__Exercise instructions__
The required output is the exact run of lines below that opens at the line with "use crate::error::AppResult;" and closes at the line with "the dedup-fallback rule).".

━━━ Extracted material ━━━

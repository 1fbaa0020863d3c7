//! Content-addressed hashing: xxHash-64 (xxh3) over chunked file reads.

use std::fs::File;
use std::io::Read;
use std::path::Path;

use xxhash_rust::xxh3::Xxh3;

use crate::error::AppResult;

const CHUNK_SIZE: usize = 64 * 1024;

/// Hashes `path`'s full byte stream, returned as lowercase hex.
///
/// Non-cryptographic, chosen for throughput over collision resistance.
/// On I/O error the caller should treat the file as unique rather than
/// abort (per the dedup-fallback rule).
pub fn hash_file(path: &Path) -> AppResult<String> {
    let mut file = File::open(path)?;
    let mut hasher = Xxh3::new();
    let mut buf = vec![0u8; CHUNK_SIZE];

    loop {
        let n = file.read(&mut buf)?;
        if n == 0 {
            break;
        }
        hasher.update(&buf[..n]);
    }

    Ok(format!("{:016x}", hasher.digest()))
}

━━━

__Written answer__
use crate::error::AppResult;

const CHUNK_SIZE: usize = 64 * 1024;

/// Hashes `path`'s full byte stream, returned as lowercase hex.
///
/// Non-cryptographic, chosen for throughput over collision resistance.
/// On I/O error the caller should treat the file as unique rather than
/// abort (per the dedup-fallback rule).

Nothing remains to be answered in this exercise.